**What to work on:**
Search the records below for "after"; copy each line that has it.

**Input data:**
****************************************
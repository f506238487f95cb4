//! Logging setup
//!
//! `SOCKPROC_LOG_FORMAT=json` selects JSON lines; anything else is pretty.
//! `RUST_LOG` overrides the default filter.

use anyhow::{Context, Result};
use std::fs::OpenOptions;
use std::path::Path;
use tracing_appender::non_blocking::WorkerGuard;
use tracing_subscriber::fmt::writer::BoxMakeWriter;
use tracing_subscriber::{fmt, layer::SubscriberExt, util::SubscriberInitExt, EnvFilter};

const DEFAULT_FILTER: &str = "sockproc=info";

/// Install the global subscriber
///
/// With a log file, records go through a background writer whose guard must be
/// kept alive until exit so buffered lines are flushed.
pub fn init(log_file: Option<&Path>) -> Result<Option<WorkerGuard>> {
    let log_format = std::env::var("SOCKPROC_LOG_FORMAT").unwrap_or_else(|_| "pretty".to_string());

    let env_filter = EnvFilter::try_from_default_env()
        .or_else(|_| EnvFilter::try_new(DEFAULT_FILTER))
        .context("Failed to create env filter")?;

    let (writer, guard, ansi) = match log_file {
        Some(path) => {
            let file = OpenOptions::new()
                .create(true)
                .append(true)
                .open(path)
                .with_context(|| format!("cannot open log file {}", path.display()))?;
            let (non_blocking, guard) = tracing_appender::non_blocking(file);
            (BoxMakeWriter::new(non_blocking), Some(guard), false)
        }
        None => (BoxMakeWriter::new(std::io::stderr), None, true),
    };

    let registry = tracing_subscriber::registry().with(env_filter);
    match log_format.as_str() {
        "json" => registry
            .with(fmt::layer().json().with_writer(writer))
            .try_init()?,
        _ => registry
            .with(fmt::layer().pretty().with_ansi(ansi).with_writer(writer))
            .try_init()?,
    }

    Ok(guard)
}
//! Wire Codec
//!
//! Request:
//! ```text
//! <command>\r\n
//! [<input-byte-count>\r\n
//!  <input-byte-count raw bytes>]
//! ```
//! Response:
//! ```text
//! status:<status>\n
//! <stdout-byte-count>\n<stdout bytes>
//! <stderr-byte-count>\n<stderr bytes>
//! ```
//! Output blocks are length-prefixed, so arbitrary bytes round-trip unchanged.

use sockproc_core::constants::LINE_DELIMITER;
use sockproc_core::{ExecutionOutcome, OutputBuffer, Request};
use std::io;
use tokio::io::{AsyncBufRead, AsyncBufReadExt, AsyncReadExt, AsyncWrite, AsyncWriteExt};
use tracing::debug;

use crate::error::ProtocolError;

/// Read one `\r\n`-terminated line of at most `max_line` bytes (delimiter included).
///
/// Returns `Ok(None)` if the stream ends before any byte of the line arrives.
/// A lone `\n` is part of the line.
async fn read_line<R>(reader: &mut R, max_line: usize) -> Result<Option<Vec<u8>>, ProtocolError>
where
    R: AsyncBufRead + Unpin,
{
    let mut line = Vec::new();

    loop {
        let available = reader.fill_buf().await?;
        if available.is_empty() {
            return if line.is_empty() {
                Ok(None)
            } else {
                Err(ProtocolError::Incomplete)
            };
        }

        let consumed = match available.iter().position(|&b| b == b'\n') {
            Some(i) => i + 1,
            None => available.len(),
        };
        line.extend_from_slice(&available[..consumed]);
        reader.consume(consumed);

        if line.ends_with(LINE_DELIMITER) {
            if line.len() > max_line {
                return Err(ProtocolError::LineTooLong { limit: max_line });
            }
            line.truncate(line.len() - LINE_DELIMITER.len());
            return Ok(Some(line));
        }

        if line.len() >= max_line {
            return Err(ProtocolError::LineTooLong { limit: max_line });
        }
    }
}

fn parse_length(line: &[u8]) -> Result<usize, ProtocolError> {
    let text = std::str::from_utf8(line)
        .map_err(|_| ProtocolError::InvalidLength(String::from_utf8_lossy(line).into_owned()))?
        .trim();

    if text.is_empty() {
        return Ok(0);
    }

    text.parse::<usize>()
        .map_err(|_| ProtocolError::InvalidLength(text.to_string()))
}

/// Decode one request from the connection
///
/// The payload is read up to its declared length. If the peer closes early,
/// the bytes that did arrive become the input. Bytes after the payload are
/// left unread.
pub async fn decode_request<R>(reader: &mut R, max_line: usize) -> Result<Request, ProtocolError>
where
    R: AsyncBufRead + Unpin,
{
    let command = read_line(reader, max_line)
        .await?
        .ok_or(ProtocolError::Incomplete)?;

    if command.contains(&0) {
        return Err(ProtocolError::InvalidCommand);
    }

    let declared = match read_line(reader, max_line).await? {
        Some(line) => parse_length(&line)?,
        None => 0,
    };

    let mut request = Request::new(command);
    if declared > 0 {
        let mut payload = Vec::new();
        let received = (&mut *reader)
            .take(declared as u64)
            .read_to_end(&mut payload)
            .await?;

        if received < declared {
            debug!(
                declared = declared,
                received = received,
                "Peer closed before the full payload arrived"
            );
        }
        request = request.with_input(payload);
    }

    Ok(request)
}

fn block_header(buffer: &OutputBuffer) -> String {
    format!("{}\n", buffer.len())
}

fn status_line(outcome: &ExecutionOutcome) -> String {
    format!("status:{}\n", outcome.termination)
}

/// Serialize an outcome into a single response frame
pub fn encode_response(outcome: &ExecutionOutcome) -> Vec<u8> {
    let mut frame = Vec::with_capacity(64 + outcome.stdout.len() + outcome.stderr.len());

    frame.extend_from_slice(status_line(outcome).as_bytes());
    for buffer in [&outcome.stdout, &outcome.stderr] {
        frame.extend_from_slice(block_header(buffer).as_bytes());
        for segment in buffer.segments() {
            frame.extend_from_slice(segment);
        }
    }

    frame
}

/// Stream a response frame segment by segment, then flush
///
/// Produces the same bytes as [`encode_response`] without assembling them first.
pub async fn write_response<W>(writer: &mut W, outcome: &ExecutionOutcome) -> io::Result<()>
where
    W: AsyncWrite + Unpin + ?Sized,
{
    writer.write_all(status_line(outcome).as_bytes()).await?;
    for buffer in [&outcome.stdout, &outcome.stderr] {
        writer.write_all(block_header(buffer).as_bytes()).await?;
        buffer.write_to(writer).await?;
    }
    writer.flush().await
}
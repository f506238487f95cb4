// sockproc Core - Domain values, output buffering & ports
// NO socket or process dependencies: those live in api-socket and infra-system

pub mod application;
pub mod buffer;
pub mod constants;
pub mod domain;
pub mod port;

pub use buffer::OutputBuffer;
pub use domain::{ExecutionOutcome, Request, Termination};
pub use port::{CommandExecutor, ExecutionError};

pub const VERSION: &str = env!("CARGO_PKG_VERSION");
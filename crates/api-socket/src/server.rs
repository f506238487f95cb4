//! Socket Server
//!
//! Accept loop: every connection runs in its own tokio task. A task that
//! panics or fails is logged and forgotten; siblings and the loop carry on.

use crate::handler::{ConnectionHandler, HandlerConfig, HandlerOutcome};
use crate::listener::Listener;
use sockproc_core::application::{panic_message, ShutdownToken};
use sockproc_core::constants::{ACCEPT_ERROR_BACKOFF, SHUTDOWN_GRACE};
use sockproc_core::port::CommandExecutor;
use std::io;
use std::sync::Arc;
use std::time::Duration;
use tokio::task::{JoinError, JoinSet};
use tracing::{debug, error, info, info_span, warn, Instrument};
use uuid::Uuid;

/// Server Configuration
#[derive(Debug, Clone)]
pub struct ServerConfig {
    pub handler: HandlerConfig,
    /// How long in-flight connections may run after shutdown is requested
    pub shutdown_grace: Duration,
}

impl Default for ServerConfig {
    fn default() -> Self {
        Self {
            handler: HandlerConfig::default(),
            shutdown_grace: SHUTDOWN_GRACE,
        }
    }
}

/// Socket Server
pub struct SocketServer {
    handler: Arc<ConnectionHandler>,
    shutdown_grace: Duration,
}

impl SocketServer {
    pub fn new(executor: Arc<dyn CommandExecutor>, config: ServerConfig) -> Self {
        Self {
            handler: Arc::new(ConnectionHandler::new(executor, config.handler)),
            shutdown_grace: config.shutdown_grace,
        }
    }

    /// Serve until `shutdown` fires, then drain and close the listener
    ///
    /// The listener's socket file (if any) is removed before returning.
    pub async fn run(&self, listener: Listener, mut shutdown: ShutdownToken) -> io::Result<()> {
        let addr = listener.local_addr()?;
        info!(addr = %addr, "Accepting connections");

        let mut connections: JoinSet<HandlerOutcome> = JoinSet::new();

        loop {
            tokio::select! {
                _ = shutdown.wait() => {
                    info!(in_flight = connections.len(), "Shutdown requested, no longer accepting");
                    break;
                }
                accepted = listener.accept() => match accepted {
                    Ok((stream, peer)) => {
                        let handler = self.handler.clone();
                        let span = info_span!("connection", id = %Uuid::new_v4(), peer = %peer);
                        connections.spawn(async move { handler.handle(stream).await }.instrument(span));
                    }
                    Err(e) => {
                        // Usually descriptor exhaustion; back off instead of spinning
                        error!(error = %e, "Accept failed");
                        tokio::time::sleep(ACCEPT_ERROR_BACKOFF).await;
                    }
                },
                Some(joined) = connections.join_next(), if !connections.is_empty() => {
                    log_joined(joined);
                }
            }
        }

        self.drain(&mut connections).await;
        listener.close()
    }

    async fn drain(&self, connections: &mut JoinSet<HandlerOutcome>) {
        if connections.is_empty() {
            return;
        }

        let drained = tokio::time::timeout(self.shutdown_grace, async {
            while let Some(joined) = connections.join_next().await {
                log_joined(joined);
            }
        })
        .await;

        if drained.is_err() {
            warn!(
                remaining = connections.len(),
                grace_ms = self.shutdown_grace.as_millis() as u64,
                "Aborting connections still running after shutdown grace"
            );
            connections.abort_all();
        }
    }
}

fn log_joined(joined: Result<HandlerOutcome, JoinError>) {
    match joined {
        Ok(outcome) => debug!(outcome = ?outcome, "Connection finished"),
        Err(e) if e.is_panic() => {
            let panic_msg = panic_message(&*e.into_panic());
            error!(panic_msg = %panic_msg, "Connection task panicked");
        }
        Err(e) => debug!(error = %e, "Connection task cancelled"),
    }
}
****************************************
**Task answer:**
/// the bytes that did arrive become the input. Bytes after the payload are
    /// How long in-flight connections may run after shutdown is requested
                "Aborting connections still running after shutdown grace"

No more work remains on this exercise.